*WORK REQUIRED:*
Find "let mut terminal = setup_terminal()?;" and "if let Err(err)" in the records below. Copy the lines holding them and every line between, exactly, and no others.

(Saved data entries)
'''

mod app;
mod config;
mod session;
mod theme;
mod ui;
mod viewport;

use anyhow::{Context, Result};
use app::{App, AppEvent, Job};
use crossterm::{
    event::{
        DisableMouseCapture, EnableMouseCapture, Event as TermEvent, EventStream, KeyEventKind,
    },
    execute,
    terminal::{disable_raw_mode, enable_raw_mode, EnterAlternateScreen, LeaveAlternateScreen},
};
use flowdeck_client::TulipClient;
use flowdeck_core::engine::execute_fetch;
use flowdeck_core::{Event, FlowDirectory, FlowMutations, Location};
use futures_util::StreamExt;
use ratatui::{backend::CrosstermBackend, Terminal};
use session::SessionStore;
use std::fs::OpenOptions;
use std::io;
use std::path::Path;
use std::sync::Mutex;
use std::time::Duration;
use tokio::sync::mpsc::{self, UnboundedReceiver, UnboundedSender};
use tokio::time::{Instant, MissedTickBehavior};
use tracing::info;
use tracing_subscriber::EnvFilter;

const DIRECTORY_REFRESH_SECS: u64 = 30;

#[tokio::main]
async fn main() -> Result<()> {
    let config = config::load_config();
    init_logging(config.log_file.as_deref())?;

    let client = TulipClient::new(&config.api_url, config.timeout)
        .with_context(|| format!("Failed to build client for {}", config.api_url))?;
    let session = SessionStore::new(config.session_path());
    let initial = match config.location.as_deref() {
        Some(raw) => Location::parse(raw),
        None => session.load().unwrap_or_default(),
    };
    info!(
        api = %client.base_url(),
        session = %session.path().display(),
        location = %initial,
        "flowdeck_start"
    );

    let (tx, mut rx) = mpsc::unbounded_channel();
    let mut app = App::new(&config, tx.clone()).with_session(session);
    let jobs = app.start(initial);
    spawn_jobs(&client, &tx, jobs);

    let mut terminal = setup_terminal()?;
    let result = run_app(
        &mut terminal,
        &mut app,
        &client,
        &tx,
        &mut rx,
        config.poll_interval,
    )
    .await;
    restore_terminal(&mut terminal)?;

    if let Err(err) = result {
        eprintln!("flowdeck: {err:#}");
    }
    Ok(())
}

fn setup_terminal() -> Result<Terminal<CrosstermBackend<io::Stdout>>> {
    enable_raw_mode().context("Failed to enable raw mode")?;
    let mut stdout = io::stdout();
    execute!(stdout, EnterAlternateScreen, EnableMouseCapture)?;
    let backend = CrosstermBackend::new(stdout);
    let mut terminal = Terminal::new(backend)?;
    terminal.clear()?;
    Ok(terminal)
}

fn restore_terminal(terminal: &mut Terminal<CrosstermBackend<io::Stdout>>) -> Result<()> {
    disable_raw_mode()?;
    execute!(
        terminal.backend_mut(),
        LeaveAlternateScreen,
        DisableMouseCapture
    )?;
    terminal.show_cursor()?;
    Ok(())
}

async fn run_app(
    terminal: &mut Terminal<CrosstermBackend<io::Stdout>>,
    app: &mut App,
    client: &TulipClient,
    tx: &UnboundedSender<AppEvent>,
    rx: &mut UnboundedReceiver<AppEvent>,
    poll_interval: Duration,
) -> Result<()> {
    let mut events = EventStream::new();
    let mut poll_ticker = tokio::time::interval_at(Instant::now() + poll_interval, poll_interval);
    poll_ticker.set_missed_tick_behavior(MissedTickBehavior::Delay);
    let directory_interval = Duration::from_secs(DIRECTORY_REFRESH_SECS);
    let mut directory_ticker =
        tokio::time::interval_at(Instant::now() + directory_interval, directory_interval);
    directory_ticker.set_missed_tick_behavior(MissedTickBehavior::Delay);

    loop {
        terminal.draw(|frame| ui::render(frame, app))?;
        let jobs = app.after_draw();
        spawn_jobs(client, tx, jobs);
        if app.should_quit() {
            break;
        }

        let debounce = app.debounce.deadline().map(Instant::from_std);
        let jobs = tokio::select! {
            _ = poll_ticker.tick() => app.dispatch(Event::PollTick),
            _ = directory_ticker.tick() => vec![Job::LoadDirectory],
            Some(event) = rx.recv() => app.apply_event(event),
            _ = wait_until(debounce) => app.on_debounce(std::time::Instant::now()),
            maybe_event = events.next() => match maybe_event {
                Some(Ok(TermEvent::Key(key)))
                    if matches!(key.kind, KeyEventKind::Press | KeyEventKind::Repeat) =>
                {
                    app.handle_key(key)
                }
                Some(Ok(TermEvent::Mouse(mouse))) => app.handle_mouse(mouse),
                Some(Ok(_)) => Vec::new(),
                Some(Err(err)) => return Err(err).context("Failed to read terminal event"),
                None => break,
            },
        };
        spawn_jobs(client, tx, jobs);
    }

    Ok(())
}

async fn wait_until(deadline: Option<Instant>) {
    match deadline {
        Some(deadline) => tokio::time::sleep_until(deadline).await,
        None => std::future::pending().await,
    }
}

fn spawn_jobs(client: &TulipClient, tx: &UnboundedSender<AppEvent>, jobs: Vec<Job>) {
    for job in jobs {
        let client = client.clone();
        let tx = tx.clone();
        match job {
            Job::Fetch(request) => {
                tokio::spawn(async move {
                    let event = execute_fetch(&client, request).await;
                    let _ = tx.send(AppEvent::Engine(event));
                });
            }
            Job::SetStar { id, starred } => {
                tokio::spawn(async move {
                    let result = client.set_star(&id, starred).await;
                    let _ = tx.send(AppEvent::Engine(Event::StarFinished { id, result }));
                });
            }
            Job::LoadDirectory => {
                tokio::spawn(async move {
                    let (tags, services, tick_info) =
                        tokio::join!(client.tags(), client.services(), client.tick_info());
                    let _ = tx.send(AppEvent::Tags(tags));
                    let _ = tx.send(AppEvent::Services(services));
                    let _ = tx.send(AppEvent::TickInfo(tick_info));
                });
            }
        }
    }
}

fn init_logging(log_file: Option<&Path>) -> Result<()> {
    let filter = EnvFilter::try_from_default_env().unwrap_or_else(|_| EnvFilter::new("info"));
    match log_file {
        Some(path) => {
            if let Some(parent) = path.parent().filter(|p| !p.as_os_str().is_empty()) {
                std::fs::create_dir_all(parent).with_context(|| {
                    format!("Failed to create log directory {}", parent.display())
                })?;
            }
            let file = OpenOptions::new()
                .create(true)
                .append(true)
                .open(path)
                .with_context(|| format!("Failed to open log file {}", path.display()))?;
            let _ = tracing_subscriber::fmt()
                .with_env_filter(filter)
                .with_ansi(false)
                .with_writer(Mutex::new(file))
                .try_init();
        }
        None => {
            let _ = tracing_subscriber::fmt()
                .with_env_filter(filter)
                .with_writer(io::sink)
                .try_init();
        }
    }
    Ok(())
}
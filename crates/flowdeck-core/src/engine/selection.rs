use crate::model::{FlowId, FlowSummary};

#[derive(Debug, Clone, Copy, PartialEq, Eq)]
pub enum Direction {
    Next,
    Previous,
}

impl Direction {
    fn delta(self) -> isize {
        match self {
            Direction::Next => 1,
            Direction::Previous => -1,
        }
    }
}

#[derive(Debug, Clone, PartialEq, Eq, Default)]
pub enum SelectionPhase {
    #[default]
    Settled,
    /// A keyboard move is waiting for its scroll to complete.
    PendingScroll { target: FlowId },
}

/// Owns the selected index and the engine's copy of the opened flow id.
///
/// `opened_id` is the only place the route parameter is read from. It moves
/// together with `index` whenever the tracker itself navigates, so a second
/// keypress never compares against a route the runtime has not applied yet.
#[derive(Debug, Clone, Default)]
pub struct SelectionTracker {
    index: usize,
    opened_id: Option<FlowId>,
    phase: SelectionPhase,
}

impl SelectionTracker {
    pub fn index(&self) -> usize {
        self.index
    }

    pub fn opened_id(&self) -> Option<&FlowId> {
        self.opened_id.as_ref()
    }

    pub fn phase(&self) -> &SelectionPhase {
        &self.phase
    }

    /// Re-anchors `index` after the list changed. Returns true when the index
    /// moved. The anchor is the pending navigation target if a scroll is still
    /// outstanding, otherwise the opened id.
    pub fn reconcile(&mut self, items: &[FlowSummary]) -> bool {
        let anchor = match &self.phase {
            SelectionPhase::PendingScroll { target } => Some(target),
            SelectionPhase::Settled => self.opened_id.as_ref(),
        };
        let found = anchor.and_then(|id| items.iter().position(|flow| flow.id == *id));
        let next = match found {
            Some(position) => position,
            None => {
                self.phase = SelectionPhase::Settled;
                0
            }
        };
        let moved = next != self.index;
        self.index = next;
        moved
    }

    /// Moves one row. Returns the new index when it changed.
    pub fn navigate(&mut self, direction: Direction, items: &[FlowSummary]) -> Option<usize> {
        if items.is_empty() {
            return None;
        }
        let last = items.len() - 1;
        let next = self
            .index
            .saturating_add_signed(direction.delta())
            .min(last);
        if next == self.index {
            return None;
        }
        self.index = next;
        self.phase = SelectionPhase::PendingScroll {
            target: items[next].id.clone(),
        };
        Some(next)
    }

    /// Scroll completion. Returns the id to replace the route with when the
    /// row now under `index` is not the opened flow.
    pub fn scroll_settled(&mut self, items: &[FlowSummary]) -> Option<FlowId> {
        self.phase = SelectionPhase::Settled;
        let current = items.get(self.index)?;
        if self.opened_id.as_ref() == Some(&current.id) {
            return None;
        }
        self.opened_id = Some(current.id.clone());
        Some(current.id.clone())
    }

    /// A route change the engine did not issue (history, startup).
    pub fn observe_route(&mut self, opened_id: Option<FlowId>, items: &[FlowSummary]) -> bool {
        self.opened_id = opened_id;
        self.phase = SelectionPhase::Settled;
        self.reconcile(items)
    }

    /// Direct pick of a row. Returns the id to push.
    pub fn activate(&mut self, index: usize, items: &[FlowSummary]) -> Option<FlowId> {
        let flow = items.get(index)?;
        self.index = index;
        self.phase = SelectionPhase::Settled;
        self.opened_id = Some(flow.id.clone());
        Some(flow.id.clone())
    }

    /// After a wholesale replace: top row, opened unconditionally.
    pub fn reset_to_top(&mut self, items: &[FlowSummary]) -> Option<FlowId> {
        self.index = 0;
        self.phase = SelectionPhase::Settled;
        let first = items.first()?;
        self.opened_id = Some(first.id.clone());
        Some(first.id.clone())
    }
}
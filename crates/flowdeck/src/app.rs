use crate::config::Config;
use crate::session::SessionStore;
use crate::viewport::ListViewport;
use chrono::Utc;
use crossterm::event::{KeyCode, KeyEvent, KeyModifiers, MouseButton, MouseEvent, MouseEventKind};
use flowdeck_core::{
    Direction, Effect, Engine, EngineConfig, EngineError, Event, FetchRequest, FilterCriteria,
    FlowId, History, Location, RouteMode, ScrollCoordinator, ScrollMode, Service, TickClock,
    TickInfo,
};
use ratatui::layout::Rect;
use ratatui::widgets::{ListState, TableState};
use std::time::{Duration, Instant};
use tokio::sync::mpsc::UnboundedSender;
use tracing::{debug, warn};

pub const TEXT_DEBOUNCE: Duration = Duration::from_millis(300);
const LAST_TICKS: i64 = 5;
const FLAG_IN_TAG: &str = "flag-in";
const FLAG_OUT_TAG: &str = "flag-out";

/// Everything that reaches the loop from outside the terminal.
#[derive(Debug)]
pub enum AppEvent {
    Engine(Event),
    Tags(Result<Vec<String>, EngineError>),
    Services(Result<Vec<Service>, EngineError>),
    TickInfo(Result<TickInfo, EngineError>),
}

/// Async work the loop spawns on the app's behalf.
#[derive(Debug, Clone, PartialEq, Eq)]
pub enum Job {
    Fetch(FetchRequest),
    SetStar { id: FlowId, starred: bool },
    LoadDirectory,
}

#[derive(Debug, Clone, Copy, PartialEq, Eq)]
pub enum InputMode {
    Normal,
    EditText,
    EditFromTick,
    EditToTick,
}

#[derive(Debug, Clone, Copy)]
pub struct Debounce {
    delay: Duration,
    deadline: Option<Instant>,
}

impl Debounce {
    pub fn new(delay: Duration) -> Self {
        Self {
            delay,
            deadline: None,
        }
    }

    pub fn schedule(&mut self, now: Instant) {
        self.deadline = Some(now + self.delay);
    }

    pub fn cancel(&mut self) {
        self.deadline = None;
    }

    pub fn deadline(&self) -> Option<Instant> {
        self.deadline
    }

    pub fn is_due(&self, now: Instant) -> bool {
        self.deadline.is_some_and(|deadline| now >= deadline)
    }
}

pub struct App {
    pub engine: Engine,
    pub history: History,
    pub clock: TickClock,
    pub tags: Vec<String>,
    pub input_mode: InputMode,
    pub draft: String,
    pub tick_draft: String,
    pub debounce: Debounce,
    pub show_help: bool,
    pub show_tag_selector: bool,
    pub tag_list_state: ListState,
    pub table_state: TableState,
    pub viewport: ListViewport,
    pub list_area: Option<Rect>,
    pub status: Option<String>,
    base_criteria: FilterCriteria,
    session: Option<SessionStore>,
    events: UnboundedSender<AppEvent>,
    should_quit: bool,
}
use anyhow::{Context, Result};
use flowdeck_core::Location;
use serde::{Deserialize, Serialize};
use std::path::{Path, PathBuf};
use tracing::warn;

#[derive(Debug, Clone, Default, PartialEq, Eq, Serialize, Deserialize)]
struct SessionFile {
    #[serde(default)]
    location: String,
}

/// Remembers the last location across restarts.
#[derive(Debug, Clone)]
pub struct SessionStore {
    path: PathBuf,
}

impl SessionStore {
    pub fn new(path: PathBuf) -> Self {
        Self { path }
    }

    pub fn path(&self) -> &Path {
        &self.path
    }

    /// Missing or unreadable sessions yield `None`.
    pub fn load(&self) -> Option<Location> {
        let content = std::fs::read_to_string(&self.path).ok()?;
        match serde_json::from_str::<SessionFile>(&content) {
            Ok(file) if !file.location.trim().is_empty() => Some(Location::parse(&file.location)),
            Ok(_) => None,
            Err(err) => {
                warn!("session_decode_failed: {} ({err})", self.path.display());
                None
            }
        }
    }

    pub fn save(&self, location: &Location) -> Result<()> {
        let file = SessionFile {
            location: location.to_string(),
        };
        let payload = serde_json::to_string_pretty(&file).context("Failed to encode session")?;
        write_atomic(&self.path, &payload)
    }
}

fn write_atomic(path: &Path, payload: &str) -> Result<()> {
    if let Some(parent) = path.parent() {
        std::fs::create_dir_all(parent)
            .with_context(|| format!("Failed to create parent directory {}", parent.display()))?;
    }

    let temp_path = match path.file_name() {
        Some(name) => path.with_file_name(format!("{}.tmp", name.to_string_lossy())),
        None => path.with_extension("tmp"),
    };

    std::fs::write(&temp_path, payload)
        .with_context(|| format!("Failed to write temp file {}", temp_path.display()))?;
    std::fs::rename(&temp_path, path)
        .with_context(|| format!("Failed to replace {}", path.display()))?;
    Ok(())
}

'''

*EXERCISE ANSWER:*
    let mut terminal = setup_terminal()?;
    let result = run_app(
        &mut terminal,
        &mut app,
        &client,
        &tx,
        &mut rx,
        config.poll_interval,
    )
    .await;
    restore_terminal(&mut terminal)?;

    if let Err(err) = result {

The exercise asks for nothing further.